Old Zhong's Watch
Old Zhong has mended watches at the lane mouth for thirty years — dead movements, cloudy glass, broken straps, made to tick again. Few wear mechanical watches now, yet the old still come, and so do grandsons sent by grandfathers. A dented watch from a late husband comes back to life under his hand, and an old woman hears her lost one in its tick. Old Zhong says the watch lives, so the person lives. A quiet tale of a vanishing craft, and the time kept by the hand.
Old Zhong had mended watches at the lane mouth for thirty years.
His counter was the smallest: a pane of glass, and beneath it a magnifier, tweezers, gears of every size, a few coils of spring. Most who came were old — a watch that would not tick, a glass gone cloudy, a strap broken. Old Zhong took it, opened the back, blew, nudged, closed it, and said try. The old man leaned in, heard the tick, and smiled.
Few wear mechanical watches now. When a young one comes it is mostly for a grandfather — his old Shanghai stopped. Old Zhong says a watch is a machine, but also a keepsake; inside it hides the years.
Old Zhong loved watches himself. On the counter sat an old pocket watch his master had passed him, its brass shell worn bright. A watch is like a person, he said; it needs someone to mind it, or it will not go.

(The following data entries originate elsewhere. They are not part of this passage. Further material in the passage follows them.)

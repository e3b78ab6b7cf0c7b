pub mod codec;
pub mod config;
pub mod density;
pub mod domain;
pub mod error;
pub mod filter;
pub mod merge;
pub mod output;
pub mod pipeline;
pub mod record;
pub mod retry;
pub mod scheduler;
pub mod source;
pub mod staging;
pub mod window;
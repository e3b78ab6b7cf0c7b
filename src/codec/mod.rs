use std::fmt;
use std::path::Path;

use clap::ValueEnum;
use serde::{Deserialize, Serialize};

use crate::error::GlmError;
use crate::record::Dataset;

pub mod json;
#[cfg(feature = "netcdf")]
pub mod nc;

pub use json::JsonCodec;

/// Reads one staged file into a dataset. Implementations own any file
/// handle only for the duration of the call.
pub trait RecordDecoder: Send + Sync {
    fn decode(&self, path: &Path) -> Result<Dataset, GlmError>;
}

/// Serializes a merged dataset, keeping dimensions, variables and
/// attributes.
pub trait ArtifactWriter: Send + Sync {
    fn extension(&self) -> &'static str;
    fn write(&self, path: &Path, dataset: &Dataset) -> Result<(), GlmError>;
}

pub trait RecordCodec: RecordDecoder + ArtifactWriter {}

impl<T: RecordDecoder + ArtifactWriter> RecordCodec for T {}

#[derive(Debug, Clone, Copy, PartialEq, Eq, Serialize, Deserialize, ValueEnum)]
#[serde(rename_all = "lowercase")]
pub enum RecordFormat {
    Json,
    Netcdf,
}

impl Default for RecordFormat {
    fn default() -> Self {
        if cfg!(feature = "netcdf") {
            RecordFormat::Netcdf
        } else {
            RecordFormat::Json
        }
    }
}

impl fmt::Display for RecordFormat {
    fn fmt(&self, f: &mut fmt::Formatter<'_>) -> fmt::Result {
        match self {
            RecordFormat::Json => write!(f, "json"),
            RecordFormat::Netcdf => write!(f, "netcdf"),
        }
    }
}

pub fn codec_for(format: RecordFormat) -> Result<Box<dyn RecordCodec>, GlmError> {
    match format {
        RecordFormat::Json => Ok(Box::new(JsonCodec)),
        #[cfg(feature = "netcdf")]
        RecordFormat::Netcdf => Ok(Box::new(nc::NetcdfCodec)),
        #[cfg(not(feature = "netcdf"))]
        RecordFormat::Netcdf => Err(GlmError::UnsupportedFormat(format.to_string())),
    }
}

/// Picks the codec from an artifact's file extension.
pub fn codec_for_path(path: &Path) -> Result<Box<dyn RecordCodec>, GlmError> {
    match path.extension().and_then(|ext| ext.to_str()) {
        Some("json") => codec_for(RecordFormat::Json),
        Some("nc") => codec_for(RecordFormat::Netcdf),
        other => Err(GlmError::UnsupportedFormat(format!(
            "unknown artifact extension {:?}",
            other.unwrap_or("")
        ))),
    }
}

Once an old woman brought a worn watch, its case dented; it was her late husband's, laid by ten years, found yesterday, not running. Old Zhong took it, opened with care; the oil had dried to lumps, the gears rusted stuck. He cleaned, oiled, set a new hairspring, aligned the beat; the hands trembled and walked. The woman held it to her ear, tears came, and said she heard him. Old Zhong said, the watch lives, so the person lives.
Children came too, saying father's watch broke. Old Zhong charged nothing, fixed it, and said wear it well; a true watch keeps a true heart.

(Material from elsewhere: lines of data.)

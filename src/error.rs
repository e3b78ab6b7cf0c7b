use std::path::PathBuf;

use miette::Diagnostic;
use thiserror::Error;

#[derive(Debug, Error, Diagnostic)]
pub enum GlmError {
    #[error("invalid date: {0} (expected YYYY-MM-DD)")]
    InvalidDate(String),

    #[error("start date {start} is after end date {end}")]
    #[diagnostic(help("pass an inclusive range with --start-date <= --end-date"))]
    InvalidDateRange { start: String, end: String },

    #[error("invalid configuration: {0}")]
    InvalidConfig(String),

    #[error("failed to read config file at {0}")]
    ConfigRead(PathBuf),

    #[error("failed to parse JSON config: {0}")]
    ConfigParse(String),

    #[error("object store unreachable: {0}")]
    StoreUnreachable(String),

    #[error("record format not available in this build: {0}")]
    #[diagnostic(help("rebuild with `--features netcdf` or set \"format\": \"json\""))]
    UnsupportedFormat(String),

    #[error("invalid object key: {0}")]
    InvalidObjectKey(String),

    #[error("object store request failed: {0}")]
    Transport(String),

    #[error("object store returned status {status}: {message}")]
    Status { status: u16, message: String },

    #[error("not found: {0}")]
    NotFound(String),

    #[error("failed to stage {path}: {message}")]
    Staging { path: PathBuf, message: String },

    #[error("failed to decode {path}: {message}")]
    Decode { path: PathBuf, message: String },

    #[error("cannot concatenate window {window} of bucket {bucket}: {message}")]
    ConcatenationShape {
        bucket: String,
        window: usize,
        message: String,
    },

    #[error("failed to write artifact {path}: {message}")]
    ArtifactWrite { path: PathBuf, message: String },

    #[error("filesystem error: {0}")]
    Filesystem(String),

    #[error("{operation} failed after {attempts} attempts: {source}")]
    RetriesExhausted {
        operation: String,
        attempts: u32,
        #[source]
        source: Box<GlmError>,
    },
}

impl GlmError {
    /// Failures worth another attempt: network trouble, throttling, server
    /// errors and local write failures while staging a download.
    pub fn is_transient(&self) -> bool {
        match self {
            GlmError::Transport(_) | GlmError::Staging { .. } => true,
            GlmError::Status { status, .. } => is_retryable_status(*status),
            _ => false,
        }
    }

    pub fn is_configuration(&self) -> bool {
        matches!(
            self,
            GlmError::InvalidDate(_)
                | GlmError::InvalidDateRange { .. }
                | GlmError::InvalidConfig(_)
                | GlmError::ConfigRead(_)
                | GlmError::ConfigParse(_)
                | GlmError::StoreUnreachable(_)
                | GlmError::UnsupportedFormat(_)
        )
    }

    pub fn is_not_found(&self) -> bool {
        match self {
            GlmError::NotFound(_) => true,
            GlmError::RetriesExhausted { source, .. } => source.is_not_found(),
            _ => false,
        }
    }
}

pub fn is_retryable_status(status: u16) -> bool {
    matches!(status, 408 | 429 | 500 | 502 | 503 | 504)
}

His son in the capital urged him to close the counter; the craft is fading, he said. Old Zhong said, fading, but they still come. He kept an old Shanghai for himself, wound it daily, and it kept perfect time.
One autumn the cultural center held the old-crafts fair; Old Zhong went, set a table, mended on site. Among the watchers a young man brought a cheap digital watch. Don't laugh, uncle, he said, it's my grandpa's, this one only. Old Zhong worked a while, changed the battery, set the time; the young man put it on, raised his wrist like treasure found. A good watch isn't dear, Old Zhong said, it's had someone to wear it.
Days went on. Old Zhong's counter stood wiped in sun, draped in cloth in rain. Once half a month passed with no customer; he did not fret, wiped a watch, watched the lane. The craft will end, he said, but as long as someone treasures a watch, there will be watches to mend.
Year's end he wrote a line for the counter: the gears spent, a life's affairs; the hand still points, an old friend's face. Some said it was too literary; Old Zhong said, what I mend is time.
At night, closing, Old Zhong tucked the old pocket watch in his breast. Wind crossed the lane mouth; far off the office towers still burned with light, and countless screens flickered. He thought, those leaping digits will, one day, need someone with hands to count them again, notch by notch.